Eu, no alto do meu orgulho, mesmo com os parcos recursos, resolvi afrontar o ébrio e resolvi comprar a última ficha, como se fosse uma resposta à altura das provocações.

Todavia, tudo que é bom, uma hora acaba, porém, acabou rapidamente e me vi com um dilema terrível, qual mistura comprar, restara a tal cartela com 20 ovos, o frango seria impossível, isso na época do cruzeiro.

Passei correndo em uma avícola e com as portas sendo arreadas, dei um pulo e entrei, como nos filmes de ação, pois sabia que a surra seria garantida se chegasse sem a mistura em casa.

No caminho para casa, ora caminhava, ora queria parar e se sentar na calçada, me lamentando por ter gastado o dinheiro da mistura e pensando na surra que iria levar. Não conseguia dar dez passos sem a interrupção e os lamentos.

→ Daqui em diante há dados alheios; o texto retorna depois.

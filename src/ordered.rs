use crate::{
    mapping::{Entries, Mapping, MappingMut},
    order::{KeyOrder, Natural},
};
use std::{
    cmp::{Eq, PartialEq},
    fmt::{self, Debug, Formatter},
    iter::{self, FromIterator},
    ops::Index,
    slice, vec,
};

/// A finite map that keeps its keys sorted under a configurable
/// order. Two keys are the same key when the order says they compare
/// `Equal`, so a custom order also decides key identity.
///
/// Keys and values live in two parallel sorted vectors, so lookups
/// are a binary search, and iteration, first, last, and positional
/// access are all cheap. Inserting or removing is linear in the
/// number of entries that have to shift, which is fine for the small
/// boundary sets range maps are built from.
///
/// # Examples
/// ```
/// use mapkit::{ordered::OrderedKeyMap, order::Reversed, order::Natural};
///
/// let mut m = OrderedKeyMap::with_order(Reversed(Natural));
/// m.insert(1, "one");
/// m.insert(3, "three");
/// m.insert(2, "two");
///
/// assert_eq!(m.keys().copied().collect::<Vec<_>>(), vec![3, 2, 1]);
/// assert_eq!(m.first(), Some((&3, &"three")));
/// assert_eq!(m.nth(-1), Some((&1, &"one")));
/// ```
#[derive(Clone)]
pub struct OrderedKeyMap<K, V, C = Natural> {
    keys: Vec<K>,
    vals: Vec<V>,
    order: C,
}

impl<K, V, C> Debug for OrderedKeyMap<K, V, C>
where
    K: Debug,
    V: Debug,
{
    fn fmt(&self, f: &mut Formatter) -> fmt::Result {
        f.debug_map().entries(self.iter()).finish()
    }
}

impl<K, V, C: Default> Default for OrderedKeyMap<K, V, C> {
    fn default() -> Self {
        OrderedKeyMap::with_order(C::default())
    }
}

impl<K, V, C> PartialEq for OrderedKeyMap<K, V, C>
where
    K: PartialEq,
    V: PartialEq,
{
    fn eq(&self, other: &OrderedKeyMap<K, V, C>) -> bool {
        self.keys == other.keys && self.vals == other.vals
    }
}

impl<K: Eq, V: Eq, C> Eq for OrderedKeyMap<K, V, C> {}

impl<'a, K, V, C> Index<&'a K> for OrderedKeyMap<K, V, C>
where
    C: KeyOrder<K>,
{
    type Output = V;
    fn index(&self, k: &K) -> &V {
        self.get(k).expect("element not found for key")
    }
}

impl<K, V, C> FromIterator<(K, V)> for OrderedKeyMap<K, V, C>
where
    C: KeyOrder<K> + Default,
{
    fn from_iter<T: IntoIterator<Item = (K, V)>>(iter: T) -> Self {
        let mut m = OrderedKeyMap::default();
        m.extend(iter);
        m
    }
}

impl<K, V, C> Extend<(K, V)> for OrderedKeyMap<K, V, C>
where
    C: KeyOrder<K>,
{
    fn extend<T: IntoIterator<Item = (K, V)>>(&mut self, iter: T) {
        for (k, v) in iter {
            self.insert(k, v);
        }
    }
}

pub type Iter<'a, K, V> = iter::Zip<slice::Iter<'a, K>, slice::Iter<'a, V>>;

impl<'a, K, V, C> IntoIterator for &'a OrderedKeyMap<K, V, C> {
    type Item = (&'a K, &'a V);
    type IntoIter = Iter<'a, K, V>;
    fn into_iter(self) -> Self::IntoIter {
        self.iter()
    }
}

impl<K, V, C> IntoIterator for OrderedKeyMap<K, V, C> {
    type Item = (K, V);
    type IntoIter = iter::Zip<vec::IntoIter<K>, vec::IntoIter<V>>;
    fn into_iter(self) -> Self::IntoIter {
        self.keys.into_iter().zip(self.vals)
    }
}

impl<K: Ord, V> OrderedKeyMap<K, V, Natural> {
    /// Create a new empty map ordered by the key's `Ord`
    pub fn new() -> Self {
        OrderedKeyMap::with_order(Natural)
    }
}

impl<K, V, C> OrderedKeyMap<K, V, C> {
    /// Create a new empty map ordered by `order`
    pub fn with_order(order: C) -> Self {
        OrderedKeyMap {
            keys: Vec::new(),
            vals: Vec::new(),
            order,
        }
    }

    pub fn order(&self) -> &C {
        &self.order
    }

    /// get the number of elements in the map O(1) time and space
    pub fn len(&self) -> usize {
        self.keys.len()
    }

    pub fn is_empty(&self) -> bool {
        self.keys.is_empty()
    }

    pub fn clear(&mut self) {
        self.keys.clear();
        self.vals.clear();
    }

    /// iterate over the bindings in ascending order
    pub fn iter(&self) -> Iter<'_, K, V> {
        self.keys.iter().zip(self.vals.iter())
    }

    pub fn keys(&self) -> slice::Iter<'_, K> {
        self.keys.iter()
    }

    pub fn values(&self) -> slice::Iter<'_, V> {
        self.vals.iter()
    }

    pub fn values_mut(&mut self) -> slice::IterMut<'_, V> {
        self.vals.iter_mut()
    }

    pub fn first(&self) -> Option<(&K, &V)> {
        self.kv(0)
    }

    pub fn last(&self) -> Option<(&K, &V)> {
        self.len().checked_sub(1).and_then(|i| self.kv(i))
    }

    /// the binding at position `i` in sorted order. Negative positions
    /// count back from the end, so -1 is the last binding.
    pub fn nth(&self, i: isize) -> Option<(&K, &V)> {
        self.resolve_position(i).and_then(|i| self.kv(i))
    }

    pub(crate) fn resolve_position(&self, i: isize) -> Option<usize> {
        if i >= 0 {
            let i = i as usize;
            if i < self.len() {
                Some(i)
            } else {
                None
            }
        } else {
            self.len().checked_sub(i.unsigned_abs())
        }
    }

    fn kv(&self, i: usize) -> Option<(&K, &V)> {
        match (self.keys.get(i), self.vals.get(i)) {
            (Some(k), Some(v)) => Some((k, v)),
            _ => None,
        }
    }

    /// keep only the bindings for which `f` returns true
    pub fn retain<F>(&mut self, mut f: F)
    where
        F: FnMut(&K, &mut V) -> bool,
    {
        let keep: Vec<bool> = self
            .keys
            .iter()
            .zip(self.vals.iter_mut())
            .map(|(k, v)| f(k, v))
            .collect();
        // Vec::retain visits elements in order, exactly once each
        let mut flags = keep.iter();
        self.keys.retain(|_| flags.next().copied().unwrap_or(false));
        let mut flags = keep.iter();
        self.vals.retain(|_| flags.next().copied().unwrap_or(false));
    }
}

impl<K, V, C> OrderedKeyMap<K, V, C>
where
    C: KeyOrder<K>,
{
    fn locate(&self, k: &K) -> Result<usize, usize> {
        let order = &self.order;
        self.keys.binary_search_by(|probe| order.compare(probe, k))
    }

    /// insert (k, v). If a key the order considers equal to k is
    /// already present, its value is replaced and returned, and the
    /// stored key is kept.
    pub fn insert(&mut self, k: K, v: V) -> Option<V> {
        match self.locate(&k) {
            Ok(i) => Some(std::mem::replace(&mut self.vals[i], v)),
            Err(i) => {
                self.keys.insert(i, k);
                self.vals.insert(i, v);
                None
            }
        }
    }

    /// lookup the mapping for k. Runs in log(N) time.
    pub fn get(&self, k: &K) -> Option<&V> {
        self.locate(k).ok().map(|i| &self.vals[i])
    }

    pub fn get_mut(&mut self, k: &K) -> Option<&mut V> {
        match self.locate(k) {
            Ok(i) => Some(&mut self.vals[i]),
            Err(_) => None,
        }
    }

    pub fn get_key_value(&self, k: &K) -> Option<(&K, &V)> {
        self.locate(k).ok().and_then(|i| self.kv(i))
    }

    pub fn contains_key(&self, k: &K) -> bool {
        self.locate(k).is_ok()
    }

    pub fn remove(&mut self, k: &K) -> Option<V> {
        match self.locate(k) {
            Ok(i) => {
                self.keys.remove(i);
                Some(self.vals.remove(i))
            }
            Err(_) => None,
        }
    }
}

#[cfg(feature = "rayon")]
impl<K: Sync, V: Sync, C> OrderedKeyMap<K, V, C> {
    /// iterate over the bindings in parallel, in ascending order when
    /// collected
    pub fn par_iter(
        &self,
    ) -> rayon::iter::Zip<rayon::slice::Iter<'_, K>, rayon::slice::Iter<'_, V>> {
        use rayon::prelude::*;
        self.keys.par_iter().zip(self.vals.par_iter())
    }
}

impl<K, V, C: KeyOrder<K>> Mapping for OrderedKeyMap<K, V, C> {
    type Key = K;
    type Value = V;

    fn lookup(&self, key: &K) -> Option<&V> {
        self.get(key)
    }

    fn entries(&self) -> Entries<'_, K, V> {
        Box::new(self.iter())
    }

    fn len(&self) -> usize {
        self.keys.len()
    }
}

impl<K, V, C: KeyOrder<K>> MappingMut for OrderedKeyMap<K, V, C> {
    fn lookup_mut(&mut self, key: &K) -> Option<&mut V> {
        self.get_mut(key)
    }

    fn store(&mut self, key: K, value: V) -> Option<V> {
        self.insert(key, value)
    }

    fn discard(&mut self, key: &K) -> Option<V> {
        self.remove(key)
    }
}

#[cfg(feature = "serde")]
mod serde_impls {
    use super::OrderedKeyMap;
    use crate::order::KeyOrder;
    use serde::{
        de::{Deserialize, Deserializer, SeqAccess, Visitor},
        ser::{Serialize, SerializeSeq, Serializer},
    };
    use std::{fmt, marker::PhantomData};

    impl<K, V, C> Serialize for OrderedKeyMap<K, V, C>
    where
        K: Serialize,
        V: Serialize,
    {
        fn serialize<S>(&self, serializer: S) -> Result<S::Ok, S::Error>
        where
            S: Serializer,
        {
            let mut seq = serializer.serialize_seq(Some(self.len()))?;
            for kv in self.iter() {
                seq.serialize_element(&kv)?;
            }
            seq.end()
        }
    }

    impl<'de, K, V, C> Deserialize<'de> for OrderedKeyMap<K, V, C>
    where
        K: Deserialize<'de>,
        V: Deserialize<'de>,
        C: KeyOrder<K> + Default,
    {
        fn deserialize<D>(deserializer: D) -> Result<Self, D::Error>
        where
            D: Deserializer<'de>,
        {
            deserializer.deserialize_seq(OrderedKeyMapVisitor(PhantomData))
        }
    }

    struct OrderedKeyMapVisitor<K, V, C>(PhantomData<fn() -> OrderedKeyMap<K, V, C>>);

    impl<'de, K, V, C> Visitor<'de> for OrderedKeyMapVisitor<K, V, C>
    where
        K: Deserialize<'de>,
        V: Deserialize<'de>,
        C: KeyOrder<K> + Default,
    {
        type Value = OrderedKeyMap<K, V, C>;

        fn expecting(&self, formatter: &mut fmt::Formatter) -> fmt::Result {
            formatter.write_str("a sequence of (key, value) pairs")
        }

        fn visit_seq<A>(self, mut access: A) -> Result<Self::Value, A::Error>
        where
            A: SeqAccess<'de>,
        {
            let mut m = OrderedKeyMap::default();
            while let Some((k, v)) = access.next_element()? {
                m.insert(k, v);
            }
            Ok(m)
        }
    }
}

Nesse interim, a caminhada de 5 minutos durara cerca de 20 minutos, pois em alguns momentos pensava em entrar escondido em casa e vestir outra calça por cima da que estava vestido para que a cinta não doesse tanto, noutro momento pensava em chegar e me entregar logo, como um criminoso, dizendo: “Gastei o dinheiro da mistura, foi eu! Gastei todo o dinheiro no fliperama e só consegui comprar ovos para o almoço!

Porém, para minha surpresa, ao chegar em casa, todo desconfiado e tentando pensar em uma história para explicar os ovos no domingo, vi na pequena cozinha, uma galinha amarrada ao pé da mesa e para não dar ensejo às perguntas, corri e coloquei um caldeirão de água no fogo e gritei: Mããããe… adiantei aqui, coloquei a água para tirar as penas da galinha.

No que aparece a minha mãe correndo e assustada, com os olhos salientes e me interrogando: “Tu tocaste nessa galinha?” No que rapidamente respondi: Não mãe, por quê?

Mais que rápido veio a resposta: “Trepeça, essa galinha é do santo tu não toques nela que tua vida anda pra trás meu fio”.

Pela primeira vez em minha vida, tive uma voz ativa e falei em alto e bom som em casa: O santo que coma ovo, pois eu vou comer a galinha!

Sendo assim, apanhei logo e comemos uma bela omelete naquele domingo.